If they chose not to heed this advice, we would proceed.

After “Don’t pay me good money to tell you common sense stuff you should be able to come up with yourself,” my next recommendation would be to withdraw from society. The number one source of daily stress and consternation is other people (see Sartre), so it stands to reason that limiting your contact with them is life-affirming.

Many clients will have jobs, however, and will not be able to withdraw entirely from society. What they can do instead is turn down workplace invitations to baby showers, potlucks, and softball games, spend lunch hour alone in their cubicles eating sandwiches they make at home (or leftover bulgar pilaf in dingy Tupperware containers), and definitely skip the annual holiday parties.

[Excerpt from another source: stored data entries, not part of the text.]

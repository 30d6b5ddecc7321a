//! Reshelf - Asset Taxonomy & Reconciliation
//!
//! Classifies every item under a namespace scope, computes its canonical
//! name and directory from a rule table, and moves items that are not where
//! they belong. The result is a report grouped by class.
//!
//! Hosts plug in their own namespace through [`AssetDirectory`] and their
//! own type lookup through [`Classifier`].

pub mod cancel;
pub mod classifier;
pub mod config;
pub mod directory;
pub mod engine;
pub mod error;
pub mod naming;
pub mod patterns;
pub mod report;
pub mod rules;
pub mod types;

pub use cancel::CancellationToken;
pub use classifier::{Classifier, MapClassifier, PatternClassifier, PatternRule};
pub use config::ReshelfConfig;
pub use directory::{AssetDirectory, FsDirectory, MemoryDirectory};
pub use engine::{ReconcileOptions, Reconciler, RenameRequest, UnmappedPolicy};
pub use error::{ReshelfError, Result};
pub use naming::{canonical_identity, canonical_name, canonical_path};
pub use report::{FailureReason, ItemFailure, Outcome, ReconciliationReport, ReportEntry};
pub use rules::{RuleTable, DEFAULT_ROOT};
pub use types::{CanonicalIdentity, ClassTag, Item, Rule};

Soon enough their co-workers will ostracize them, which leads me to the next piece of advice.

Always find ways to let others do the hardest things for you.

The main lesson clients will learn from me as their life coach will be that life is really a very simple proposition. I’ll hand out t-shirts that say “Simplify!” on the front and “Get Away From Me!” on the back.

Examples:

○Instead of owning a car, keep a stable of friends and family willing to drive you around whenever you need to go somewhere. If you have enough of them, any single one won’t get too furious with you for taking advantage of them.

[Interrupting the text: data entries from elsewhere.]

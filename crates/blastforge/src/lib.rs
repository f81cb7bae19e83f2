//! # Blastforge
//!
//! Authoritative multiplayer bomb-arena server.
//!
//! Browser clients connect over WebSocket, join a shared lobby under a
//! nickname, and once 2–4 players are gathered a match starts on a freshly
//! generated map. The server owns all game state: clients send intents
//! (`move`, `placeBomb`, `chat`) and receive a full state snapshot every tick.
//!
//! ```text
//! transport → protocol → handler ──commands──→ arena actor
//!                                               ├─ lobby (blastforge-lobby)
//!                                               ├─ session (blastforge-sim)
//!                                               └─ tick + timers (blastforge-tick)
//! ```
//!
//! ## Quick Start
//!
//! ```rust,no_run
//! use blastforge::prelude::*;
//!
//! # async fn run() -> Result<(), BlastforgeError> {
//! let server = BlastforgeServer::builder().bind("0.0.0.0:8081").build().await?;
//! server.run().await
//! # }
//! ```

pub mod arena;
mod config;
mod error;
mod handler;
mod server;

pub use config::ServerConfig;
pub use error::BlastforgeError;
pub use server::{BlastforgeServer, BlastforgeServerBuilder};

/// Everything needed to run or embed a server.
pub mod prelude {
    pub use crate::arena::{
        spawn_arena, ArenaHandle, ArenaStatus, ClientSender, Outbound, CLIENT_QUEUE_SIZE,
    };
    pub use crate::{BlastforgeError, BlastforgeServer, BlastforgeServerBuilder, ServerConfig};
    pub use blastforge_lobby::{LobbyConfig, LobbyPhase};
    pub use blastforge_protocol::{Action, ClientMessage, PlayerId, ServerMessage};
    pub use blastforge_sim::SimConfig;
    pub use blastforge_tick::TickConfig;
}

○Rent a room in someone’s home rather than paying for an apartment, or worse, buying your own home. Do the math. Maintenance and insurance add up! If you can stay in your childhood home till you’re forty, all the better.

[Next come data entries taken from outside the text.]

impl ArenaActor {
    async fn run(mut self) {
        tracing::info!(tick_rate_hz = self.ticker.tick_rate_hz(), "arena started");

        loop {
            // Deadlines first: a busy command queue must not push ticks or
            // lobby seconds past their due time.
            tokio::select! {
                biased;

                info = self.ticker.wait_for_tick() => {
                    self.on_tick(&info);
                    self.ticker.record_tick_end();
                }
                left = self.countdown.next_second() => self.on_countdown_second(left),
                left = self.waiting.next_second() => self.on_waiting_second(left),
                cmd = self.receiver.recv() => match cmd {
                    Some(cmd) => self.handle_command(cmd),
                    None => break,
                },
            }
            self.drop_stalled();
        }

        tracing::info!("arena stopped");
    }

    fn handle_command(&mut self, cmd: ArenaCommand) {
        match cmd {
            ArenaCommand::Connect { player_id, sender } => {
                tracing::debug!(%player_id, "client connected to arena");
                self.members.insert(
                    player_id,
                    Member {
                        sender,
                        nickname: None,
                    },
                );
            }
            ArenaCommand::Disconnect { player_id } => self.handle_disconnect(player_id),
            ArenaCommand::Message { player_id, msg } => match msg {
                ClientMessage::Join { nickname } => self.handle_join(player_id, &nickname),
                ClientMessage::Action(action) => {
                    if !self.is_joined(player_id) {
                        return;
                    }
                    if let Some(session) = &mut self.session {
                        if !session.apply_action(player_id, &action) {
                            tracing::trace!(%player_id, ?action, "action dropped");
                        }
                    }
                }
                ClientMessage::Chat { message } => self.handle_chat(player_id, &message),
            },
            ArenaCommand::Status { reply } => {
                let _ = reply.send(self.status());
            }
        }
    }

    fn handle_join(&mut self, player_id: PlayerId, raw_nickname: &str) {
        if !self.members.contains_key(&player_id) {
            tracing::warn!(%player_id, "join from unknown connection, ignoring");
            return;
        }
        if self.is_joined(player_id) {
            tracing::debug!(%player_id, "repeated join, ignoring");
            return;
        }

        let alive = self
            .session
            .as_ref()
            .map(Session::alive_nicknames)
            .unwrap_or_default();
        let entry = match self.lobby.validate_join(player_id, raw_nickname, &alive) {
            Ok(entry) => entry,
            Err(err) => {
                self.reject_join(player_id, &err);
                return;
            }
        };

        if let Some(member) = self.members.get_mut(&player_id) {
            member.nickname = Some(entry.nickname.clone());
        }
        let nickname = entry.nickname.clone();
        let effect = self.lobby.commit_join(entry);

        self.send_to(player_id, &ServerMessage::PlayerId(player_id));
        self.broadcast(&ServerMessage::PlayerList(self.lobby.roster()));
        self.announce(format!("{nickname} joined"));

        if let Some(effect) = effect {
            self.apply_effect(effect);
        }
    }

    fn reject_join(&mut self, player_id: PlayerId, err: &JoinError) {
        tracing::debug!(%player_id, error = %err, "join refused");
        self.send_to(
            player_id,
            &ServerMessage::Error {
                message: err.to_string(),
            },
        );
        if err.closes_connection() {
            self.deliver(player_id, Outbound::Close);
        }
    }

    fn handle_chat(&mut self, player_id: PlayerId, raw: &str) {
        let Some(nickname) = self
            .members
            .get(&player_id)
            .and_then(|m| m.nickname.clone())
        else {
            tracing::debug!(%player_id, "chat before join, ignoring");
            return;
        };
        let Some(message) = self.lobby.clean_chat(raw) else {
            return;
        };
        self.broadcast(&ServerMessage::Chat { nickname, message });
    }

    fn handle_disconnect(&mut self, player_id: PlayerId) {
        let Some(member) = self.members.remove(&player_id) else {
            return;
        };
        let Some(nickname) = member.nickname else {
            tracing::debug!(%player_id, "unjoined client disconnected");
            return;
        };

        if let Some(departure) = self.lobby.leave(player_id) {
            if let Some(effect) = departure.effect {
                self.apply_effect(effect);
            }
            self.broadcast(&ServerMessage::PlayerList(self.lobby.roster()));
        }
        if let Some(session) = &mut self.session {
            session.remove_player(player_id);
        }

        self.announce(format!("{nickname} left"));
    }

    fn apply_effect(&mut self, effect: LobbyEffect) {
        match effect {
            LobbyEffect::StartWaiting { seconds } => {
                tracing::info!(seconds, "waiting timer started");
                self.waiting.arm(seconds);
                self.broadcast(&ServerMessage::Waiting { waiting: seconds });
            }
            LobbyEffect::StartCountdown { seconds } => {
                tracing::info!(seconds, players = self.lobby.len(), "countdown started");
                self.waiting.disarm();
                self.countdown.arm(seconds);
                self.broadcast(&ServerMessage::Countdown { countdown: seconds });
            }
            LobbyEffect::CancelTimers => {
                let waiting = self.waiting.disarm();
                let countdown = self.countdown.disarm();
                tracing::info!(waiting, countdown, "lobby timers cancelled");
            }
            LobbyEffect::StartMatch(entries) => self.start_match(entries),
        }
    }

    fn on_waiting_second(&mut self, left: u32) {
        self.broadcast(&ServerMessage::Waiting { waiting: left });
        if left == 0 {
            if let Some(effect) = self.lobby.waiting_elapsed() {
                self.apply_effect(effect);
            }
        }
    }

    fn on_countdown_second(&mut self, left: u32) {
        self.broadcast(&ServerMessage::Countdown { countdown: left });
        if left == 0 {
            if let Some(effect) = self.lobby.countdown_elapsed() {
                self.apply_effect(effect);
            }
        }
    }

    fn start_match(&mut self, entries: Vec<LobbyEntry>) {
        let seed: u64 = rand::random();
        let roster = entries.into_iter().map(|e| (e.id, e.nickname));
        self.session = Some(Session::new(self.sim_config.clone(), seed, roster));
        tracing::info!(seed, "match started");

        self.broadcast(&ServerMessage::GameStart {});
        self.ticker.resume();
    }

    fn on_tick(&mut self, info: &TickInfo) {
        let Some(session) = self.session.as_mut() else {
            self.ticker.pause();
            return;
        };

        let dt = info.dt;
        let result = panic::catch_unwind(AssertUnwindSafe(|| {
            let report = session.tick(dt);
            (report.outcome, session.snapshot())
        }));

        match result {
            Ok((outcome, snapshot)) => {
                self.broadcast(&ServerMessage::State(Box::new(snapshot)));
                if let Some(outcome) = outcome {
                    self.end_match(Some(outcome));
                }
            }
            Err(_) => {
                tracing::error!(tick = info.tick, "session tick panicked, abandoning match");
                self.end_match(None);
            }
        }
    }

    /// Announces the result (if any) and returns to a fresh waiting lobby.
    fn end_match(&mut self, outcome: Option<MatchOutcome>) {
        match outcome {
            Some(MatchOutcome::Winner { id, nickname }) => {
                tracing::info!(winner = %id, %nickname, "match won");
                self.broadcast(&ServerMessage::Winner {
                    id: Some(id),
                    nickname: Some(nickname),
                });
            }
            Some(MatchOutcome::Tie) => {
                tracing::info!("match tied");
                self.broadcast(&ServerMessage::Winner {
                    id: None,
                    nickname: None,
                });
            }
            None => {}
        }

        self.ticker.pause();
        self.session = None;
        self.lobby.finish_match();
        self.lobby.reset();
        self.waiting.disarm();
        self.countdown.disarm();
        for member in self.members.values_mut() {
            member.nickname = None;
        }
        self.broadcast(&ServerMessage::PlayerList(self.lobby.roster()));
    }

    fn is_joined(&self, player_id: PlayerId) -> bool {
        self.members
            .get(&player_id)
            .is_some_and(|m| m.nickname.is_some())
    }

    fn announce(&mut self, message: String) {
        self.broadcast(&ServerMessage::Chat {
            nickname: SYSTEM_NICKNAME.to_string(),
            message,
        });
    }

    fn encode(&self, msg: &ServerMessage) -> Option<Arc<str>> {
        match self.codec.encode(msg) {
            Ok(text) => Some(Arc::from(text)),
            Err(e) => {
                tracing::error!(error = %e, "failed to encode server message");
                None
            }
        }
    }

    /// Sends to every connected client.
    fn broadcast(&mut self, msg: &ServerMessage) {
        let Some(frame) = self.encode(msg) else {
            return;
        };
        let ids: Vec<PlayerId> = self.members.keys().copied().collect();
        for player_id in ids {
            self.deliver(player_id, Outbound::Frame(Arc::clone(&frame)));
        }
    }

    fn send_to(&mut self, player_id: PlayerId, msg: &ServerMessage) {
        if let Some(frame) = self.encode(msg) {
            self.deliver(player_id, Outbound::Frame(frame));
        }
    }

    /// Queues one item without waiting. A closed queue means the writer is
    /// gone and its guard will disconnect; a full one marks the client stalled.
    fn deliver(&mut self, player_id: PlayerId, outbound: Outbound) {
        let Some(member) = self.members.get(&player_id) else {
            return;
        };
        if let Err(TrySendError::Full(_)) = member.sender.try_send(outbound) {
            self.stalled.insert(player_id);
        }
    }

    /// Disconnects every stalled client. Departures broadcast too, so this
    /// repeats until no new client stalls.
    fn drop_stalled(&mut self) {
        while let Some(player_id) = self.stalled.pop_first() {
            tracing::warn!(%player_id, "client queue full, dropping client");
            self.handle_disconnect(player_id);
        }
    }

    fn status(&self) -> ArenaStatus {
        ArenaStatus {
            phase: self.lobby.phase(),
            lobby_players: self.lobby.len(),
            connected: self.members.len(),
            alive_in_match: self.session.as_ref().map(Session::alive_count),
        }
    }
}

○Divide your days into bite-sized intervals and assign them specific tasks to be performed only during those intervals. If 10:00 to 10:15 is time to floss, then don’t even think about Googling cats at that time. The time to Google cats is 2:20 to 2:35.

○Stay out of debt, obviously. When you do have to borrow money, borrow from your stable of ride-givers, a concept called “doubling up.” Why have twice as many people angry at you?

○If you find that you’re drinking too much, it’s probably because you’ve withdrawn from society and have no close friends to talk to. You might need to cut back a little. On the other hand, drinking too much is preferable to going out and making friends, who will only wind up being mad at you for asking them for rides all the time.

So you see, life coaching is really all about helping people achieve their full potential. Clearly they’re struggling, or they wouldn’t need a life coach. But if I can help just one person see that there’s no point in trying to get their life in order because they frankly don’t have it in them to be anything but a model of despair, I’ll consider myself to have succeeded.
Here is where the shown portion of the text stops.